Go through the records, and copy each line in which the string "BuildMetadata" is present.

Data records:
▼
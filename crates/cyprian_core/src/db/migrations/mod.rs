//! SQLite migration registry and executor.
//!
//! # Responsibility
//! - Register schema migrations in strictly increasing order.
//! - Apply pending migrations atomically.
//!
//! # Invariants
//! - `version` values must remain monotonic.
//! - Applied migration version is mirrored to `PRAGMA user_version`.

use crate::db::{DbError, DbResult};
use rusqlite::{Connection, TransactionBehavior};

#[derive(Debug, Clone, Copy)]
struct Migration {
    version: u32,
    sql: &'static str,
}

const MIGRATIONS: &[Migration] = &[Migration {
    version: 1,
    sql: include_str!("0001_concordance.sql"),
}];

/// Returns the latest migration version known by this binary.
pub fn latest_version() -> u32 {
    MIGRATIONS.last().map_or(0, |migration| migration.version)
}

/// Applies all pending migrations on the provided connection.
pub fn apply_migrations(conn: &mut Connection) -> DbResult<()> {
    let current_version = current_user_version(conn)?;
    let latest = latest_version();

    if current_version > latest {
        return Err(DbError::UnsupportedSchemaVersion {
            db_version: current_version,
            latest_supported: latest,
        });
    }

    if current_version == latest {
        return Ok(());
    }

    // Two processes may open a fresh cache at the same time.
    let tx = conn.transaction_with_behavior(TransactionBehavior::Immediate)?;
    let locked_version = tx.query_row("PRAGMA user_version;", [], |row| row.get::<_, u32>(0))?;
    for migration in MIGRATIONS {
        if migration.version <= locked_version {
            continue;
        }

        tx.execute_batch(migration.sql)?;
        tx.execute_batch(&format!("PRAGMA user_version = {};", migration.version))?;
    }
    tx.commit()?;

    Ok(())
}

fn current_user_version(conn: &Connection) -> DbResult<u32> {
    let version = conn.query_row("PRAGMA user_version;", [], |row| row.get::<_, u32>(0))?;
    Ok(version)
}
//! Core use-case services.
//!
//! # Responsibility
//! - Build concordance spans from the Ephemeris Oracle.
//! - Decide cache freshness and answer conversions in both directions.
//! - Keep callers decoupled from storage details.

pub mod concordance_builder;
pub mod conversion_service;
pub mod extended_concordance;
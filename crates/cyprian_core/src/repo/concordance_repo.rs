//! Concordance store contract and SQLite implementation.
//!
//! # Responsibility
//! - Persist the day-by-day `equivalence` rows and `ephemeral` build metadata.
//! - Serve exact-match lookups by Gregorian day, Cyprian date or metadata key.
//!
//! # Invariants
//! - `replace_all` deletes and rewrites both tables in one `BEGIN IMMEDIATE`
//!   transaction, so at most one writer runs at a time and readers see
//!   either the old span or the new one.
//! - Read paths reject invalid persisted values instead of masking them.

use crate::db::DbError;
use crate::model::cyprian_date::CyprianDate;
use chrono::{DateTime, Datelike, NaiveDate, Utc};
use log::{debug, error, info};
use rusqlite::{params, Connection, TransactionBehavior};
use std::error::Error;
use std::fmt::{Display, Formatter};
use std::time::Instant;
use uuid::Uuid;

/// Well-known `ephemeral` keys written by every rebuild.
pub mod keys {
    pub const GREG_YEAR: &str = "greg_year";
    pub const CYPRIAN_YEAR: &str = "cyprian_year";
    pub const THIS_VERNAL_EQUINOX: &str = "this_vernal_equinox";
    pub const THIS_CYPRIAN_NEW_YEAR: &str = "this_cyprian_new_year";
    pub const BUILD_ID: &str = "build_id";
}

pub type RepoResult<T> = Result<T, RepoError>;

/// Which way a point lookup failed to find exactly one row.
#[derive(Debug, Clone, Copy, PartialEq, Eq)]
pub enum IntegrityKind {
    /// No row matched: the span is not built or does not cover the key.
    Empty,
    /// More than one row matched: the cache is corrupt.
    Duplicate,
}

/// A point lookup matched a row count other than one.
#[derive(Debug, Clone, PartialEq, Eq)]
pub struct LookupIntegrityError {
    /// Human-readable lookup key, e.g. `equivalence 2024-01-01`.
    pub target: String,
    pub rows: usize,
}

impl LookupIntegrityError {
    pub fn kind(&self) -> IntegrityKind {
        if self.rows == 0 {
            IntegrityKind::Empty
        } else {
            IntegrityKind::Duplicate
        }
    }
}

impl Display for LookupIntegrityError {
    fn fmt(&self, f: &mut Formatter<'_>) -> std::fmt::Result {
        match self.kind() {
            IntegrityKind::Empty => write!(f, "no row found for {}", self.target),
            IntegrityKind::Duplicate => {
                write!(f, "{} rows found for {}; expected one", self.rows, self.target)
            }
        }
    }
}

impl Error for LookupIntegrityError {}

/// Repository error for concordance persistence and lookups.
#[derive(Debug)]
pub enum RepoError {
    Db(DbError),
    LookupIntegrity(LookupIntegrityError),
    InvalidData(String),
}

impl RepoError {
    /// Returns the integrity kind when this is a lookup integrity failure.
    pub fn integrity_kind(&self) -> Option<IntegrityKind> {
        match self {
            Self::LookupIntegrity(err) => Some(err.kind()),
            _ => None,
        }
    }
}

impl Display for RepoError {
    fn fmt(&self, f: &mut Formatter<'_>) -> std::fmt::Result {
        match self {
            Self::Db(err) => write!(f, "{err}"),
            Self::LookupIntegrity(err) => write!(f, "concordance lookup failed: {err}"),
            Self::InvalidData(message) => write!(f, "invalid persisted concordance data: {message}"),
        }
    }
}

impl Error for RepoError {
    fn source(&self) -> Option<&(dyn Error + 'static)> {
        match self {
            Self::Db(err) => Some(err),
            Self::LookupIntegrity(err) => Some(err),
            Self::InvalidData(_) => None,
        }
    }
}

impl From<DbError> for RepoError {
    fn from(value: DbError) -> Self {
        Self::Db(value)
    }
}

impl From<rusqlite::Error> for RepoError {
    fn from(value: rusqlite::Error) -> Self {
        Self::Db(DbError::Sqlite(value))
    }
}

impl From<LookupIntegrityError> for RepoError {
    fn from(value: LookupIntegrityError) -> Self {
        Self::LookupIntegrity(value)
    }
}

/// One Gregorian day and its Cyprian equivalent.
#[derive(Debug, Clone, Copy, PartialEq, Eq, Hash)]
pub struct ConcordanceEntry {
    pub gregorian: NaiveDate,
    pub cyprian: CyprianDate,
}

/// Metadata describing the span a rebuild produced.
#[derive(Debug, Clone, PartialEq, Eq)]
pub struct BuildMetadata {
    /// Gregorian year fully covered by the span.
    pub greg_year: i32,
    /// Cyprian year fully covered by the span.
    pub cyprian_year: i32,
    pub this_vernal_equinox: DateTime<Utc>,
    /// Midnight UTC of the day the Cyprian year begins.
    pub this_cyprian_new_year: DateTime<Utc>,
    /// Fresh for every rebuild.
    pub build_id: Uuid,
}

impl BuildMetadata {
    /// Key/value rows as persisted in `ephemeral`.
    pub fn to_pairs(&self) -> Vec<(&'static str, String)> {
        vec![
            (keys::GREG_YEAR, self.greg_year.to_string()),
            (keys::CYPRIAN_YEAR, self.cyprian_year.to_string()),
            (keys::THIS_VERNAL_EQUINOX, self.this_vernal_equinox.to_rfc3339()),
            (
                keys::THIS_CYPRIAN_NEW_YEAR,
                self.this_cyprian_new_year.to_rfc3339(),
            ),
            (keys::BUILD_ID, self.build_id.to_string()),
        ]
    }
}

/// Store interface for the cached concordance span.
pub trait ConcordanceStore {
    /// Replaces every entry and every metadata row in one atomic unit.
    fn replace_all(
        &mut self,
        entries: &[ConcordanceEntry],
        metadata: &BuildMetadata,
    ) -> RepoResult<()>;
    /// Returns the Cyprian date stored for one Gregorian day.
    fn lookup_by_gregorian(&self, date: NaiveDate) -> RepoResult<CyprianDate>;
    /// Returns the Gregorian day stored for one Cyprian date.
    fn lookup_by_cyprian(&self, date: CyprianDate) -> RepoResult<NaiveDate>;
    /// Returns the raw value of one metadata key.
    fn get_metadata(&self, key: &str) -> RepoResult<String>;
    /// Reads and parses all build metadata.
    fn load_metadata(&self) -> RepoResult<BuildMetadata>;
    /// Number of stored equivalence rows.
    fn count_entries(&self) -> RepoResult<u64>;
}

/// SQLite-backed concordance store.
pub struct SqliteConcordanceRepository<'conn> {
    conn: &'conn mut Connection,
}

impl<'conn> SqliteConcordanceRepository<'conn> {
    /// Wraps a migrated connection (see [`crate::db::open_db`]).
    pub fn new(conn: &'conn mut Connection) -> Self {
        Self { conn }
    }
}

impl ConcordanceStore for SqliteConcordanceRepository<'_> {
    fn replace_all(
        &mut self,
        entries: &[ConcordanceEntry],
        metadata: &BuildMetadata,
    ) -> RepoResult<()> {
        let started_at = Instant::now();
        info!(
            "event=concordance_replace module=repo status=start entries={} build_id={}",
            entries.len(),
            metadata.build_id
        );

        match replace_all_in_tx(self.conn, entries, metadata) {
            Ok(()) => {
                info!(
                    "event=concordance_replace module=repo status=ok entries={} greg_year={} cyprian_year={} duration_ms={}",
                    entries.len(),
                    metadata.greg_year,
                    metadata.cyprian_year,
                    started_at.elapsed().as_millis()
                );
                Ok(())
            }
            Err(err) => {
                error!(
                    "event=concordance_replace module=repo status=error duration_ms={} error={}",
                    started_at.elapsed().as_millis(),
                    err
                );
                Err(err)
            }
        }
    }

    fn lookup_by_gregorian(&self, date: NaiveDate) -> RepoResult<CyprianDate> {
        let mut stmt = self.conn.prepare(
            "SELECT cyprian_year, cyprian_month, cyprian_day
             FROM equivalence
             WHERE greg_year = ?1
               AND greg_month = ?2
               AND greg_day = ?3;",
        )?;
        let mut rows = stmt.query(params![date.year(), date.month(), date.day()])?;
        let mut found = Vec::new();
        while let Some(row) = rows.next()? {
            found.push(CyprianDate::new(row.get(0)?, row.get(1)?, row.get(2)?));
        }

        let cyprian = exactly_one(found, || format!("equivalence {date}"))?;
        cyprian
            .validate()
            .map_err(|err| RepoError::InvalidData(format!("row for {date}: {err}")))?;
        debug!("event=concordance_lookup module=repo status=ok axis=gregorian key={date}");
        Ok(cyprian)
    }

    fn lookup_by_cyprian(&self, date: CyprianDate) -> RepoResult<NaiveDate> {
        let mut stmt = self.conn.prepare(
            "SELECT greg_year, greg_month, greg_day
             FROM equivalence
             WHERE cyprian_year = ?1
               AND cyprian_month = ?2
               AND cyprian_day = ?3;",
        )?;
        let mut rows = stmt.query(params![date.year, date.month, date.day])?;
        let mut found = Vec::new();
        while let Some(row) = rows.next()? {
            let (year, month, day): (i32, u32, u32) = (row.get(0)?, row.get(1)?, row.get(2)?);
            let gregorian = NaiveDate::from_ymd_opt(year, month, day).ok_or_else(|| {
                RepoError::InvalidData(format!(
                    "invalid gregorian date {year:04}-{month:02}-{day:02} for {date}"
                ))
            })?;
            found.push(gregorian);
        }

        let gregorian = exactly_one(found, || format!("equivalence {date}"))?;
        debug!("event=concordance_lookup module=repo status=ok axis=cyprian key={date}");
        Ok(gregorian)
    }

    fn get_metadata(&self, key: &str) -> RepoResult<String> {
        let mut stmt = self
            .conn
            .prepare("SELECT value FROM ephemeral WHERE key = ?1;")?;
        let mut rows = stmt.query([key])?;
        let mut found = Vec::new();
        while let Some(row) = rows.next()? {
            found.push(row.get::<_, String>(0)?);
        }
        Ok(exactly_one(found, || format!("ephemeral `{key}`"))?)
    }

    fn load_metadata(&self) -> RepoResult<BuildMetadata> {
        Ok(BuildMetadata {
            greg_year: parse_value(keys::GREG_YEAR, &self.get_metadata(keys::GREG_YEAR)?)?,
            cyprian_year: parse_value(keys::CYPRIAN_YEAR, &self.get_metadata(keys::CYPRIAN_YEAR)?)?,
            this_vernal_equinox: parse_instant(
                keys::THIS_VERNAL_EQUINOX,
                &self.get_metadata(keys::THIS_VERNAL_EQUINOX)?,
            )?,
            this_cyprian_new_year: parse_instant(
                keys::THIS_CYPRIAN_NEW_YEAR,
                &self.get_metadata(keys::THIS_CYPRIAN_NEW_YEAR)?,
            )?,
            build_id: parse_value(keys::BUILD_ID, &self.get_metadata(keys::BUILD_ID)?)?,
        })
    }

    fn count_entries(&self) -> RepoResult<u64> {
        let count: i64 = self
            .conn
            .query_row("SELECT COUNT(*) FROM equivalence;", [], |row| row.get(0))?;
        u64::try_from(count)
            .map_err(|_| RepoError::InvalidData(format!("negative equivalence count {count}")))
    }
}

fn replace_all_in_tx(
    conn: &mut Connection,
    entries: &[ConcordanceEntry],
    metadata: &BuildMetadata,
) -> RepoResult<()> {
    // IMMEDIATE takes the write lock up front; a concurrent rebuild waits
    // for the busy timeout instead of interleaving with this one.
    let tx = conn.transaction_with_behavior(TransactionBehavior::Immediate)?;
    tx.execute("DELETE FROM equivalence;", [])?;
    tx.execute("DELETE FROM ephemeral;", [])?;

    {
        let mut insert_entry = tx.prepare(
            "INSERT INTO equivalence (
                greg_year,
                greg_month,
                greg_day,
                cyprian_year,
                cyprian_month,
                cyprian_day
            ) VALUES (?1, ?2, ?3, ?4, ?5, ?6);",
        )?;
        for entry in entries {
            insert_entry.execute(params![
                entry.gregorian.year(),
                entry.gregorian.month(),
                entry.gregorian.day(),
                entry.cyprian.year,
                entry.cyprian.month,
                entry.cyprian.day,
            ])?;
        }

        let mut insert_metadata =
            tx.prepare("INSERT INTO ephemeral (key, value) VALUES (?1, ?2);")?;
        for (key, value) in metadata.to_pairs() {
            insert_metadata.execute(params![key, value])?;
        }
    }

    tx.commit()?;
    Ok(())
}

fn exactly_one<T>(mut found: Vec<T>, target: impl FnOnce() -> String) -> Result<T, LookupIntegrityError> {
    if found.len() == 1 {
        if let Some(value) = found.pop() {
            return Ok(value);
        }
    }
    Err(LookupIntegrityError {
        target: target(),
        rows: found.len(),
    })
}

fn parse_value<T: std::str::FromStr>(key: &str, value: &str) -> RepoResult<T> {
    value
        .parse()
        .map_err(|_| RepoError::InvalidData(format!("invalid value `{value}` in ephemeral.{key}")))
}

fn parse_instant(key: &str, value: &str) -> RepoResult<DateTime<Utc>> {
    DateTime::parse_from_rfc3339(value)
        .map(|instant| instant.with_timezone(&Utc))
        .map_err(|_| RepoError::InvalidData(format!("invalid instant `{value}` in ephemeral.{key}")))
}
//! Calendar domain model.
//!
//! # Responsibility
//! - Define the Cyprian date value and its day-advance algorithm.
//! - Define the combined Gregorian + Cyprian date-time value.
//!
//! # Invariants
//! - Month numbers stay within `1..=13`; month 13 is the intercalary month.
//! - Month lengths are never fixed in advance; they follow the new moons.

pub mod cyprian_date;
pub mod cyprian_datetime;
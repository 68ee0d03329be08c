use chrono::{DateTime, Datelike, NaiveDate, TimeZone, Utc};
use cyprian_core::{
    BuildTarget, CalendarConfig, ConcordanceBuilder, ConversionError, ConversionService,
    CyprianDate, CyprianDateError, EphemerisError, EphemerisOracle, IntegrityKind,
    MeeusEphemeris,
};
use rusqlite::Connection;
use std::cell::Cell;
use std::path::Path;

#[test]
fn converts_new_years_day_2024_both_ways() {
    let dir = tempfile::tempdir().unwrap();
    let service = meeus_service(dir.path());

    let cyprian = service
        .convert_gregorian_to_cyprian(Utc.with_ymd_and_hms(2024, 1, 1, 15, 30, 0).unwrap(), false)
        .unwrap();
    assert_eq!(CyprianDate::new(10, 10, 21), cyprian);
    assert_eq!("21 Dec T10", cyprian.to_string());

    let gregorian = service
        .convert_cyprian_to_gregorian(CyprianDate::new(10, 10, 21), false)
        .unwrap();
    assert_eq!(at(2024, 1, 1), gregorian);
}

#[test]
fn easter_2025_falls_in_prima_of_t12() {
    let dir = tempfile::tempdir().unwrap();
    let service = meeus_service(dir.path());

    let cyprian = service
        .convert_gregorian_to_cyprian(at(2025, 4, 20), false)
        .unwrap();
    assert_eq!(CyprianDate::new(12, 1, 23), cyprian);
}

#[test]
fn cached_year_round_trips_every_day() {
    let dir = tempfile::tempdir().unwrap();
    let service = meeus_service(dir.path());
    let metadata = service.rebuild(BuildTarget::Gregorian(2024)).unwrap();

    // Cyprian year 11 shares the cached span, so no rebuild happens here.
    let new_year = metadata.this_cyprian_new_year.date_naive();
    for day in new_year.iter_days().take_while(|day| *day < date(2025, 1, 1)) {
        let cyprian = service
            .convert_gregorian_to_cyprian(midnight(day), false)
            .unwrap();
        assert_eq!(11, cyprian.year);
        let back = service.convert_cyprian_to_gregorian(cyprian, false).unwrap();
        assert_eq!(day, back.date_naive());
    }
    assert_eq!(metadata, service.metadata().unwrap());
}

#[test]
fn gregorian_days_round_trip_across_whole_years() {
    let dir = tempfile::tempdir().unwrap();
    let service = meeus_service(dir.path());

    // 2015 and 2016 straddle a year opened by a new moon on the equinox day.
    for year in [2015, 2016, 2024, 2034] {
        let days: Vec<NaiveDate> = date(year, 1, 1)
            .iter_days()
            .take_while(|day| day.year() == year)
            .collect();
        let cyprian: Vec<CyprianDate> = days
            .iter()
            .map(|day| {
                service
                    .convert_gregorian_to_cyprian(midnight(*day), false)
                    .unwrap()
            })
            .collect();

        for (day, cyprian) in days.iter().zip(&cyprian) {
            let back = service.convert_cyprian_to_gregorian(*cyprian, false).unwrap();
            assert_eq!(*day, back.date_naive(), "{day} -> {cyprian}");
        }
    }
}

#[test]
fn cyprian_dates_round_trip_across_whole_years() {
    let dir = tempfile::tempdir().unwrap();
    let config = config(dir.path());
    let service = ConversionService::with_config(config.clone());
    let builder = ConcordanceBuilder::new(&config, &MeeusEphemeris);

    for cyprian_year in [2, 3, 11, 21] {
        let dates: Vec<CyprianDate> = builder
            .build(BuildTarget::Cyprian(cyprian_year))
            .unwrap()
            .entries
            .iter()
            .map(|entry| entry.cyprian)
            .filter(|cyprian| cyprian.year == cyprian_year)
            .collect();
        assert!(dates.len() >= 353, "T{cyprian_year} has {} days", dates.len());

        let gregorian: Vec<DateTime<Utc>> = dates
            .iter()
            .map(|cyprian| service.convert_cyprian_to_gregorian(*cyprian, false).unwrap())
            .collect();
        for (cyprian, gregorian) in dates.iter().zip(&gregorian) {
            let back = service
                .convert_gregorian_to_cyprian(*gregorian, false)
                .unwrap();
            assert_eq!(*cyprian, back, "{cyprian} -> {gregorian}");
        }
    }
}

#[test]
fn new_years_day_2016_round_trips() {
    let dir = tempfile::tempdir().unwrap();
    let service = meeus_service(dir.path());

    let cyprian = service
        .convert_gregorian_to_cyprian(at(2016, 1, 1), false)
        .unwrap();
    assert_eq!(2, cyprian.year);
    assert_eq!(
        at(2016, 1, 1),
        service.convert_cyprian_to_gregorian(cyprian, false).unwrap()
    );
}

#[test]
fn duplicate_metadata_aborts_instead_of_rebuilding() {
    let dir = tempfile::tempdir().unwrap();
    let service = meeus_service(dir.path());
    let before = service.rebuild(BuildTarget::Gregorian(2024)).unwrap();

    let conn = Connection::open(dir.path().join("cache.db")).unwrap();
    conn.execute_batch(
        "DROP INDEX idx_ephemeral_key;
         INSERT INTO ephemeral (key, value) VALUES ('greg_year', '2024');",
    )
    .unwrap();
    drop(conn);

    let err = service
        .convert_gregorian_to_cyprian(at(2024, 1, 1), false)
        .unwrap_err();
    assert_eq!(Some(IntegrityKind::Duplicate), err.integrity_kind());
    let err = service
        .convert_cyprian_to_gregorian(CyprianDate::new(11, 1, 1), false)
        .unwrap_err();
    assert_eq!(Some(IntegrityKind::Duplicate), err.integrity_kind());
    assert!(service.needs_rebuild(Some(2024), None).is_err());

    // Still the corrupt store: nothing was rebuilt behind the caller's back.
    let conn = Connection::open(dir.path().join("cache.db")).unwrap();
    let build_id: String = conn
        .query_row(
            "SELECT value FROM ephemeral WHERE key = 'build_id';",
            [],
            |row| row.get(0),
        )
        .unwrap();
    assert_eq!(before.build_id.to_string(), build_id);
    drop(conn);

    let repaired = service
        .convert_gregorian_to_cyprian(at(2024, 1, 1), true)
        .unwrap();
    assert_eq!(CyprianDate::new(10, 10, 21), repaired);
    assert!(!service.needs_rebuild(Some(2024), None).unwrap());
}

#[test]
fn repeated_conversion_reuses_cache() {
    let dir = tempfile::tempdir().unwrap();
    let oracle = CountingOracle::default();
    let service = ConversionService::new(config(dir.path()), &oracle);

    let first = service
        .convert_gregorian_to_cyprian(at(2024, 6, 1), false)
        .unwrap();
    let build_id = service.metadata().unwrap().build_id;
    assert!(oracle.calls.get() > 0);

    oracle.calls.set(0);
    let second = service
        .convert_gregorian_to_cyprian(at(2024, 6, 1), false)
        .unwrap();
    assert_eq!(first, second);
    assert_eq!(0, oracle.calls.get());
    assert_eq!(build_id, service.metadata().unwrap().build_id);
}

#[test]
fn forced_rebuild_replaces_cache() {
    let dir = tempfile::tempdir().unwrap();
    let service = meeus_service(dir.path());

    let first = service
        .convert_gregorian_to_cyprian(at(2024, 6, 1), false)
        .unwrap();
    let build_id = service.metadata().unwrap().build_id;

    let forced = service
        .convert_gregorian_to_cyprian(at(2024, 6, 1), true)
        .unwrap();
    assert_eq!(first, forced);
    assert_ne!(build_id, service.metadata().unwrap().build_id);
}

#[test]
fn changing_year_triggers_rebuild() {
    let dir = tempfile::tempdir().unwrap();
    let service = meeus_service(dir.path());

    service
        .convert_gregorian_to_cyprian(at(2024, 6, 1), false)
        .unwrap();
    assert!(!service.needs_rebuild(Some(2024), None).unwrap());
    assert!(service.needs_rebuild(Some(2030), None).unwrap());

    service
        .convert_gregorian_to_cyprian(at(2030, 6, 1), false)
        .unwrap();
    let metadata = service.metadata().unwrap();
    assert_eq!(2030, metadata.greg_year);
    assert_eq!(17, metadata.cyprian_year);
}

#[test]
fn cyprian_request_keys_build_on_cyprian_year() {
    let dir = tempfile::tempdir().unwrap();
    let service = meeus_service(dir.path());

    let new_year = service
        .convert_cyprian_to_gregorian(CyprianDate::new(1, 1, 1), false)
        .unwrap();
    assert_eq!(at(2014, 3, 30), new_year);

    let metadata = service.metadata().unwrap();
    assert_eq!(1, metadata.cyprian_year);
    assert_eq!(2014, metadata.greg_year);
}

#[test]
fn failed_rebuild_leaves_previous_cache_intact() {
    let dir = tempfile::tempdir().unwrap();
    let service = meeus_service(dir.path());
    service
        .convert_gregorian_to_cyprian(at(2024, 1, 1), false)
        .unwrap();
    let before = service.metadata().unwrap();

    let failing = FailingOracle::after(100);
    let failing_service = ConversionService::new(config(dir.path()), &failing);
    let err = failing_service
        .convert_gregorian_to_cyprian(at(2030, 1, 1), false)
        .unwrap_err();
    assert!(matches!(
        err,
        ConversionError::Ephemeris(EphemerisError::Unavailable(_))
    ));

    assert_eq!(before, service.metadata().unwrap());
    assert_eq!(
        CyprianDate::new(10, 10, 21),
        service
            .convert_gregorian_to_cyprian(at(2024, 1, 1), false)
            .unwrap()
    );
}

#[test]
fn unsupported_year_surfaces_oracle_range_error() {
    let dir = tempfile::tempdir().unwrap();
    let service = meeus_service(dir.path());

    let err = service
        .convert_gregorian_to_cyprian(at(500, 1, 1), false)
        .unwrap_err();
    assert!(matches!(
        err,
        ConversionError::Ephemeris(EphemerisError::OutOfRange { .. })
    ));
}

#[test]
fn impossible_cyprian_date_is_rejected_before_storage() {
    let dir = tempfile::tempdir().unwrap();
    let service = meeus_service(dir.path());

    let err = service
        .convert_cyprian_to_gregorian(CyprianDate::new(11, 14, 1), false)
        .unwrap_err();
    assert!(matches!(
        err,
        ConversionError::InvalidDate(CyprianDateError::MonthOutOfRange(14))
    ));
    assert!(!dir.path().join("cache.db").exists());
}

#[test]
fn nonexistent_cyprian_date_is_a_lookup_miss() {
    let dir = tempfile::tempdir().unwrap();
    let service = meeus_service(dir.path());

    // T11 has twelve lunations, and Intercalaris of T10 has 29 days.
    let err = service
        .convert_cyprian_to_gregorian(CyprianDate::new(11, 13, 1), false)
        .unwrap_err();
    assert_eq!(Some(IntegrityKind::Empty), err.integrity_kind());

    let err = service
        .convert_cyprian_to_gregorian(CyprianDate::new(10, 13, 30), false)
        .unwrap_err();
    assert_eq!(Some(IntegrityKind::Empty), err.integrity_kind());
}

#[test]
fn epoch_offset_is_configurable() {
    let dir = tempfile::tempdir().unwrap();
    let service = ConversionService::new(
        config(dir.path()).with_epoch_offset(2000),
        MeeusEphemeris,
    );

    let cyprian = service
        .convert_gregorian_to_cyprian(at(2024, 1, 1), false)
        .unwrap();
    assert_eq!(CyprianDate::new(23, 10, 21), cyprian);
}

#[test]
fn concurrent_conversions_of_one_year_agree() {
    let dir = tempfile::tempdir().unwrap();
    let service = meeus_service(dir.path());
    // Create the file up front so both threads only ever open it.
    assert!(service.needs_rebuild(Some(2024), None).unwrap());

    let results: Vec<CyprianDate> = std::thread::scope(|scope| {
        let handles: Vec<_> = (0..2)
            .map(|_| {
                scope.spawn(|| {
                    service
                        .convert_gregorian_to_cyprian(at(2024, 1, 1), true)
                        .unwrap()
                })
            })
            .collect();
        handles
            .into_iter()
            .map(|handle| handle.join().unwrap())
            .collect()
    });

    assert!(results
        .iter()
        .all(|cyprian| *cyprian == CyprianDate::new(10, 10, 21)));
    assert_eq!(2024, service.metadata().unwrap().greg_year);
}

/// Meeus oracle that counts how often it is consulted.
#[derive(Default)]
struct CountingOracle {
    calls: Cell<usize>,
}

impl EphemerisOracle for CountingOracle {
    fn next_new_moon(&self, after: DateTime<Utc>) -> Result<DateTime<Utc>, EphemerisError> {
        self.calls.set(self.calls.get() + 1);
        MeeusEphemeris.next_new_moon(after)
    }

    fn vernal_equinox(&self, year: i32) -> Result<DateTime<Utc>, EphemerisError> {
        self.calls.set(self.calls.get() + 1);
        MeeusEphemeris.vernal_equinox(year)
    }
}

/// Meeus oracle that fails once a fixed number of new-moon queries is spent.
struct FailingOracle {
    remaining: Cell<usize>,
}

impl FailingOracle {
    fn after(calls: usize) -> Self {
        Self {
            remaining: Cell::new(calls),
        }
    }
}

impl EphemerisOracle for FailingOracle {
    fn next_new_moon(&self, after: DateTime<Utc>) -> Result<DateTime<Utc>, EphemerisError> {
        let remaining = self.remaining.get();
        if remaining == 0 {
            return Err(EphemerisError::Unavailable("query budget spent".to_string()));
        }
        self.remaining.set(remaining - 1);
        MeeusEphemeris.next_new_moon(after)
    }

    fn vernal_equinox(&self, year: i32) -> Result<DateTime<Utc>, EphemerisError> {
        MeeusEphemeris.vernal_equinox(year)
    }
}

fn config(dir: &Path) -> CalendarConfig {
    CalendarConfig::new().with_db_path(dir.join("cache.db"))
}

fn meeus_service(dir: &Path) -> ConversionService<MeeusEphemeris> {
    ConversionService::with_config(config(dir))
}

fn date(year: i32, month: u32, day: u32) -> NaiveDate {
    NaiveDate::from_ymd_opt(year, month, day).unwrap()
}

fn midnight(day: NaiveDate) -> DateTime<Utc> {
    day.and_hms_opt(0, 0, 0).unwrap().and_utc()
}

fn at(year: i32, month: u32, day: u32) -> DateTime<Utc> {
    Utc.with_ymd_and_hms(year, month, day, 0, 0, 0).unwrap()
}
▲
§ **SOLUTION TO THIS TASK**:
pub struct BuildMetadata {
impl BuildMetadata {
        metadata: &BuildMetadata,
    fn load_metadata(&self) -> RepoResult<BuildMetadata>;
        metadata: &BuildMetadata,
    fn load_metadata(&self) -> RepoResult<BuildMetadata> {
        Ok(BuildMetadata {
    metadata: &BuildMetadata,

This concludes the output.